Written by Clay Burns
Creative Member
“A college degree is the new highschool diploma” is the title of an article written by Robert Farrington of Forbes nearly a decade ago. The article talks about how, even with a college diploma, there are less and less opportunities for careers without real world experience. In a new world of social media, pushing out perfection, and being one-step ahead of outstanding, the statement has never felt more true. I have talked to many people “in the real world” and the top tidbit of information that I have heard is that it stands out to employers when potential employees do their own work on the side. This could be freelance work or a niche-focused Instagram account, demonstrating self-motivated engagement without external direction.
I spent my junior and senior years of highschool in my bedroom due to the COVID-19 pandemic. I found that when I wasn’t working on school work, I was playing video games. Although it was nice, I felt I could be doing more and decided to live stream my games on Twitch.tv. In addition to that I also re-uploaded clips to three other channels: my YouTube channel, my TikTok, and my Instagram that I had specifically made for recycling content. I talked to myself everyday for about 2 months before I made any progress, but ended up growing my channel to about 140 incredible followers 6 months after I started. Doing this provided valuable experience and clarified what I wanted to pursue post-pandemic.
During this time, I honed three major communications-oriented skills:
1. Marketing strategy and brand identity. At the beginning of my stream I realized that I needed something that wasn’t myself to keep viewers engaged and feel accepted. I had a traffic cone just floating around and created a side character named Cassie the Traffic Cone. Cassie was the star of the show. Every time someone followed the stream I put their username on Cassie with a sharpie. What Cassie did was she brought people in, she made people feel welcome, and she became a part of my brand. I used this to create YouTube videos called “Cassie's
Corner ”in which I just talked about topics I found cool. (The photo attached is a screengrab from one about my favorite astronaut, Cassie’s on the left). I wasn’t expecting any views (the most I got was 23) but I found a niche and gave it my all.
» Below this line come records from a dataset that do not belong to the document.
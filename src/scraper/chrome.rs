use std::time::{Duration, Instant};

use async_trait::async_trait;
use chromiumoxide::browser::{Browser, BrowserConfig};
use chromiumoxide::cdp::browser_protocol::page::AddScriptToEvaluateOnNewDocumentParams;
use chromiumoxide::element::Element;
use chromiumoxide::page::Page;
use futures::StreamExt;
use rand::seq::IndexedRandom;
use tokio::sync::Mutex;
use tokio::task::JoinHandle;
use tracing::{debug, warn};

use crate::scraper::config::ScraperConfig;
use crate::scraper::scripts;
use crate::scraper::{ClickOutcome, Locator, RenderClient, RenderClientFactory, RenderError};

/// Launches a fresh Chrome instance for every session.
///
/// Each session gets its own browser process, so cookies and storage never
/// leak from one product page to the next.
#[derive(Debug, Clone)]
pub struct ChromeLauncher {
    config: ScraperConfig,
}

impl ChromeLauncher {
    pub fn new(config: ScraperConfig) -> Self {
        Self { config }
    }
}

#[async_trait]
impl RenderClientFactory for ChromeLauncher {
    type Client = ChromeRenderClient;

    async fn open(&self) -> Result<ChromeRenderClient, RenderError> {
        ChromeRenderClient::launch(self.config.clone()).await
    }
}

/// Chrome-backed render client using chromiumoxide
pub struct ChromeRenderClient {
    browser: Mutex<Browser>,
    page: Page,
    handler: JoinHandle<()>,
    config: ScraperConfig,
}

impl ChromeRenderClient {
    /// Launch a browser with one blank page ready for navigation
    pub async fn launch(config: ScraperConfig) -> Result<Self, RenderError> {
        let user_agent = config.user_agents.choose(&mut rand::rng()).cloned();

        let mut builder = BrowserConfig::builder();
        for arg in scripts::browser_args(config.block_images, user_agent.as_deref()) {
            builder = builder.arg(arg);
        }
        if !config.headless {
            builder = builder.with_head();
        }

        let browser_config = builder
            .build()
            .map_err(|e| RenderError::Launch(format!("Failed to build browser config: {}", e)))?;

        let (browser, mut handler) = Browser::launch(browser_config).await.map_err(|e| {
            RenderError::Launch(format!(
                "{}. Is Chrome or Chromium installed and in PATH?",
                e
            ))
        })?;

        let handler = tokio::spawn(async move {
            while let Some(event) = handler.next().await {
                if let Err(e) = event {
                    debug!("Browser handler event error: {}", e);
                }
            }
        });

        let page = match browser.new_page("about:blank").await {
            Ok(page) => page,
            Err(e) => {
                handler.abort();
                return Err(RenderError::Launch(format!("Failed to create page: {}", e)));
            }
        };

        if let Err(e) = page
            .execute(AddScriptToEvaluateOnNewDocumentParams::new(scripts::STEALTH))
            .await
        {
            warn!("Failed to inject stealth script: {}", e);
        }

        if let Some(ref ua) = user_agent {
            if let Err(e) = page.set_user_agent(ua.as_str()).await {
                warn!("Failed to set user agent: {}", e);
            }
        }

        Ok(Self {
            browser: Mutex::new(browser),
            page,
            handler,
            config,
        })
    }

    /// Call an element function and read its boolean result; anything else is `false`
    async fn eval_bool(&self, element: &Element, function: &str) -> bool {
        match element.call_js_fn(function, false).await {
            Ok(returns) => returns
                .result
                .value
                .and_then(|v| v.as_bool())
                .unwrap_or(false),
            Err(e) => {
                debug!("Element script failed: {}", e);
                false
            }
        }
    }

    async fn find(&self, locator: &Locator) -> Vec<Element> {
        match self.page.find_xpaths(locator.xpath()).await {
            Ok(elements) => elements,
            Err(e) => {
                debug!("Lookup for {} failed: {}", locator, e);
                Vec::new()
            }
        }
    }
}

#[async_trait]
impl RenderClient for ChromeRenderClient {
    type Handle = Element;

    async fn load(&self, url: &str) -> Result<(), RenderError> {
        let timeout = self.config.page_load_timeout();
        let navigation = async {
            self.page
                .goto(url)
                .await
                .map_err(|e| RenderError::Navigation(e.to_string()))?;
            self.page
                .wait_for_navigation()
                .await
                .map_err(|e| RenderError::Navigation(e.to_string()))?;
            Ok(())
        };

        tokio::time::timeout(timeout, navigation)
            .await
            .map_err(|_| RenderError::Timeout(timeout))?
    }

    async fn find_candidates(&self, locators: &[Locator]) -> Vec<Element> {
        let mut found = Vec::new();
        for locator in locators {
            found.extend(self.find(locator).await);
        }
        found
    }

    async fn is_visible(&self, handle: &Element) -> bool {
        self.eval_bool(handle, scripts::IS_VISIBLE).await
    }

    async fn scroll_into_view(&self, handle: &Element) {
        if let Err(e) = handle.call_js_fn(scripts::SCROLL_INTO_VIEW, false).await {
            debug!("Scroll failed: {}", e);
        }
    }

    async fn click(&self, handle: &Element) -> ClickOutcome {
        if !self.eval_bool(handle, scripts::IS_INTERCEPTED).await {
            match handle.click().await {
                Ok(_) => return ClickOutcome::Clicked,
                Err(e) => debug!("Native click failed: {}", e),
            }
        }

        if self.eval_bool(handle, scripts::FORCE_CLICK).await {
            ClickOutcome::ForcedClick
        } else {
            ClickOutcome::Failed
        }
    }

    async fn wait_until_clickable(&self, locator: &Locator, timeout: Duration) -> Option<Element> {
        let deadline = Instant::now() + timeout;

        loop {
            for element in self.find(locator).await {
                if self.eval_bool(&element, scripts::IS_CLICKABLE).await {
                    return Some(element);
                }
            }

            if Instant::now() >= deadline {
                return None;
            }
            tokio::time::sleep(self.config.poll_interval()).await;
        }
    }

    async fn current_markup(&self) -> Result<String, RenderError> {
        // JS snapshot first, it reflects the live DOM after all clicks
        if let Ok(value) = self.page.evaluate(scripts::OUTER_HTML).await {
            if let Ok(html) = value.into_value::<String>() {
                if !html.is_empty() {
                    return Ok(html);
                }
            }
        }

        self.page
            .content()
            .await
            .map_err(|e| RenderError::Script(e.to_string()))
    }

    async fn close(&self) {
        if let Err(e) = self.page.clone().close().await {
            debug!("Failed to close page: {}", e);
        }

        let mut browser = self.browser.lock().await;
        if let Err(e) = browser.close().await {
            debug!("Failed to close browser: {}", e);
        }
        let _ = browser.wait().await;
        self.handler.abort();
    }
}
use std::path::Path;
use std::sync::{Mutex, MutexGuard};

use chrono::{DateTime, Utc};
use rusqlite::{params, Connection, OptionalExtension, Row};
use rusqlite_migration::{Migrations, M};

use crate::app::{DriftnetError, Result};
use crate::domain::{LabeledReview, Review, SentimentLabel, SentimentResult};
use crate::store::{ReviewStore, Run};

pub struct SqliteStore {
    conn: Mutex<Connection>,
}

impl SqliteStore {
    pub fn new<P: AsRef<Path>>(path: P) -> Result<Self> {
        let conn = Connection::open(path)?;
        let store = Self {
            conn: Mutex::new(conn),
        };
        store.run_migrations()?;
        Ok(store)
    }

    pub fn in_memory() -> Result<Self> {
        let conn = Connection::open_in_memory()?;
        let store = Self {
            conn: Mutex::new(conn),
        };
        store.run_migrations()?;
        Ok(store)
    }

    fn run_migrations(&self) -> Result<()> {
        let migrations = Migrations::new(vec![M::up(include_str!(
            "../../migrations/001-initial/up.sql"
        ))]);

        let mut conn = self.lock()?;

        conn.execute("PRAGMA foreign_keys = ON", [])?;
        migrations
            .to_latest(&mut conn)
            .map_err(|_| DriftnetError::Database(rusqlite::Error::InvalidQuery))?;

        Ok(())
    }

    fn lock(&self) -> Result<MutexGuard<'_, Connection>> {
        self.conn.lock().map_err(|e| {
            DriftnetError::Database(rusqlite::Error::SqliteFailure(
                rusqlite::ffi::Error::new(1),
                Some(e.to_string()),
            ))
        })
    }

    fn parse_datetime(s: &str) -> Option<DateTime<Utc>> {
        DateTime::parse_from_rfc3339(s)
            .map(|dt| dt.with_timezone(&Utc))
            .ok()
            .or_else(|| s.parse::<DateTime<Utc>>().ok())
    }

    fn run_from_row(row: &Row<'_>) -> rusqlite::Result<Run> {
        Ok(Run {
            id: row.get(0)?,
            started_at: row
                .get::<_, String>(1)
                .ok()
                .and_then(|s| Self::parse_datetime(&s))
                .unwrap_or_else(Utc::now),
            urls: row
                .get::<_, String>(2)
                .ok()
                .and_then(|s| serde_json::from_str(&s).ok())
                .unwrap_or_default(),
            review_count: row.get::<_, i64>(3)? as usize,
        })
    }
}

impl ReviewStore for SqliteStore {
    fn record_run(
        &self,
        started_at: DateTime<Utc>,
        urls: &[String],
        records: &[LabeledReview],
    ) -> Result<i64> {
        let urls_json =
            serde_json::to_string(urls).map_err(|e| DriftnetError::Other(e.to_string()))?;

        let mut conn = self.lock()?;
        let tx = conn.transaction()?;

        tx.execute(
            "INSERT INTO runs (started_at, urls, review_count) VALUES (?1, ?2, ?3)",
            params![started_at.to_rfc3339(), urls_json, records.len() as i64],
        )?;
        let run_id = tx.last_insert_rowid();

        {
            let mut stmt = tx.prepare(
                "INSERT INTO reviews (run_id, position, id, title, review_text, date, rating,
                                      source, reviewer_name, polarity, subjectivity, label)
                 VALUES (?1, ?2, ?3, ?4, ?5, ?6, ?7, ?8, ?9, ?10, ?11, ?12)",
            )?;
            for (position, r) in records.iter().enumerate() {
                stmt.execute(params![
                    run_id,
                    position as i64,
                    r.review.id,
                    r.review.title,
                    r.review.review_text,
                    r.review.date,
                    r.review.rating,
                    r.review.source,
                    r.review.reviewer_name,
                    r.sentiment.polarity,
                    r.sentiment.subjectivity,
                    r.sentiment.label.as_str(),
                ])?;
            }
        }

        tx.commit()?;
        Ok(run_id)
    }

    fn get_run(&self, id: i64) -> Result<Option<Run>> {
        let conn = self.lock()?;

        let result = conn
            .query_row(
                "SELECT id, started_at, urls, review_count FROM runs WHERE id = ?1",
                params![id],
                Self::run_from_row,
            )
            .optional()?;

        Ok(result)
    }

    fn latest_run(&self) -> Result<Option<Run>> {
        let conn = self.lock()?;

        let result = conn
            .query_row(
                "SELECT id, started_at, urls, review_count FROM runs
                 ORDER BY started_at DESC, id DESC LIMIT 1",
                [],
                Self::run_from_row,
            )
            .optional()?;

        Ok(result)
    }

    fn reviews_for_run(&self, run_id: i64) -> Result<Vec<LabeledReview>> {
        let conn = self.lock()?;

        let mut stmt = conn.prepare(
            "SELECT id, title, review_text, date, rating, source, reviewer_name,
                    polarity, subjectivity, label
             FROM reviews WHERE run_id = ?1 ORDER BY position",
        )?;

        let reviews = stmt
            .query_map(params![run_id], |row| {
                Ok(LabeledReview::new(
                    Review {
                        id: row.get(0)?,
                        title: row.get(1)?,
                        review_text: row.get(2)?,
                        date: row.get(3)?,
                        rating: row.get(4)?,
                        source: row.get(5)?,
                        reviewer_name: row.get(6)?,
                    },
                    SentimentResult {
                        polarity: row.get(7)?,
                        subjectivity: row.get(8)?,
                        label: row
                            .get::<_, String>(9)?
                            .parse()
                            .unwrap_or(SentimentLabel::Neutral),
                    },
                ))
            })?
            .collect::<std::result::Result<Vec<_>, _>>()?;

        Ok(reviews)
    }
}

#[cfg(test)]
mod tests {
    use super::*;
    use crate::report::tests::labeled;
    use chrono::TimeZone;

    fn at(hour: u32) -> DateTime<Utc> {
        Utc.with_ymd_and_hms(2024, 5, 1, hour, 0, 0).unwrap()
    }

    #[test]
    fn test_record_and_read_back_run() {
        let store = SqliteStore::in_memory().unwrap();
        let records = vec![
            labeled("Clear calls even outdoors", Some(5.0), 0.4),
            labeled("Case hinge snapped", None, -0.4),
        ];
        let urls = vec!["https://shop.test/a".to_string()];

        let id = store.record_run(at(9), &urls, &records).unwrap();
        let run = store.get_run(id).unwrap().unwrap();
        assert_eq!(run.urls, urls);
        assert_eq!(run.review_count, 2);
        assert_eq!(run.started_at, at(9));

        assert_eq!(store.reviews_for_run(id).unwrap(), records);
    }

    #[test]
    fn test_latest_run() {
        let store = SqliteStore::in_memory().unwrap();
        assert!(store.latest_run().unwrap().is_none());

        store.record_run(at(8), &[], &[]).unwrap();
        let newest = store.record_run(at(10), &[], &[]).unwrap();
        store.record_run(at(9), &[], &[]).unwrap();

        assert_eq!(store.latest_run().unwrap().unwrap().id, newest);
    }

    #[test]
    fn test_unknown_run() {
        let store = SqliteStore::in_memory().unwrap();
        assert!(store.get_run(42).unwrap().is_none());
        assert!(store.reviews_for_run(42).unwrap().is_empty());
    }

    #[test]
    fn test_file_backed_store_persists() {
        let dir = tempfile::tempdir().unwrap();
        let path = dir.path().join("driftnet.db");
        let id = {
            let store = SqliteStore::new(&path).unwrap();
            store
                .record_run(at(7), &[], &[labeled("Solid purchase", Some(4.0), 0.2)])
                .unwrap()
        };

        let reopened = SqliteStore::new(&path).unwrap();
        assert_eq!(reopened.reviews_for_run(id).unwrap().len(), 1);
    }
}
2. Content creation. For my channel I made overlays, gifs, thumbnails, reactions, memes, call to actions, and everything needed to separate me from the thousands of other streamers. You know how Times Square is so famous because of the bright lights and engaging ads? I was trying to do that with my stream and made sure that if there was some dead time where I had nothing to say the viewers still had something to watch. Also, you know how I mentioned recycling my content earlier? I had no way of automating that process, so I had to learn Premiere Pro and CapCut to splice, add effects, and caption each video. This brought me countless hours of practice in content creation that wasn't even part of the livestream.
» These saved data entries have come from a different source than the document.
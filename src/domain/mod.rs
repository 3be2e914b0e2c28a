pub mod review;
pub mod sentiment;

pub use review::{LabeledReview, Rejection, Review, ANONYMOUS, DEFAULT_SOURCE, MIN_TEXT_CHARS};
pub use sentiment::{SentimentLabel, SentimentResult};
3. Media analytics and advertisements. Every time I finished a stream I could go back and find the times where I had the most engagement. This way, when I went live the next day, I could play the mini-game or bring up the topics that I found to be entertaining for my viewers. I also used these sections of success to - once again - upload them as clips to my YouTube channel, TikTok account, and Instagram account. I could then use those analytics to find exactly what brought in the most views, followers, and engagement.
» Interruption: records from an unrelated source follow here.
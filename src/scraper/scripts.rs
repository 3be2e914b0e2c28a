//! JavaScript run inside the page by [`ChromeRenderClient`](super::ChromeRenderClient).
//!
//! Element functions are passed to `Runtime.callFunctionOn`, so `this` is
//! bound to the element handle.

/// Hides the most common automation fingerprints before any page script runs
pub const STEALTH: &str = r#"
    Object.defineProperty(navigator, 'webdriver', { get: () => undefined });
    Object.defineProperty(navigator, 'languages', { get: () => ['en-CA', 'en'] });
    window.chrome = window.chrome || { runtime: {} };
"#;

/// True when the element has a rendered, non-hidden box
pub const IS_VISIBLE: &str = r#"
    function() {
        const rect = this.getBoundingClientRect();
        const style = window.getComputedStyle(this);
        return rect.width > 0
            && rect.height > 0
            && style.visibility !== 'hidden'
            && style.display !== 'none';
    }
"#;

/// Visible and not disabled
pub const IS_CLICKABLE: &str = r#"
    function() {
        const rect = this.getBoundingClientRect();
        const style = window.getComputedStyle(this);
        const visible = rect.width > 0
            && rect.height > 0
            && style.visibility !== 'hidden'
            && style.display !== 'none';
        return visible && !this.disabled && this.getAttribute('aria-disabled') !== 'true';
    }
"#;

/// True when another element sits on top of this one's click point
pub const IS_INTERCEPTED: &str = r#"
    function() {
        const rect = this.getBoundingClientRect();
        const top = document.elementFromPoint(rect.left + rect.width / 2, rect.top + rect.height / 2);
        return !!top && top !== this && !this.contains(top);
    }
"#;

/// Smooth-scroll the element to the middle of the viewport
pub const SCROLL_INTO_VIEW: &str = r#"
    function() {
        this.scrollIntoView({ behavior: 'smooth', block: 'center' });
    }
"#;

/// Programmatic click, used when a native click would land on an overlay
pub const FORCE_CLICK: &str = r#"
    function() {
        this.click();
        return true;
    }
"#;

/// Full serialized document
pub const OUTER_HTML: &str = "document.documentElement.outerHTML";

/// Build the launch arguments for Chrome
pub fn browser_args(block_images: bool, user_agent: Option<&str>) -> Vec<String> {
    let mut args = vec![
        "--no-sandbox".to_string(),
        "--disable-gpu".to_string(),
        "--disable-dev-shm-usage".to_string(),
        "--disable-blink-features=AutomationControlled".to_string(),
    ];

    if block_images {
        args.push("--blink-settings=imagesEnabled=false".to_string());
    }

    if let Some(ua) = user_agent {
        args.push(format!("--user-agent={}", ua));
    }

    args
}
In conclusion, If you want to get into branding, advertising, analytics, content creation, and anything under the umbrella of communications: try to start a livestream. If you feel uncomfortable being live, start a YouTube channel. What you’ll find is that there are so many intricacies that go into creating and marketing one piece of visual work, and you get to test out all of them. By experimenting with these different mediums you can better hone in what you want to do further down the line, and if it works out to be successful, a proud item on your resume.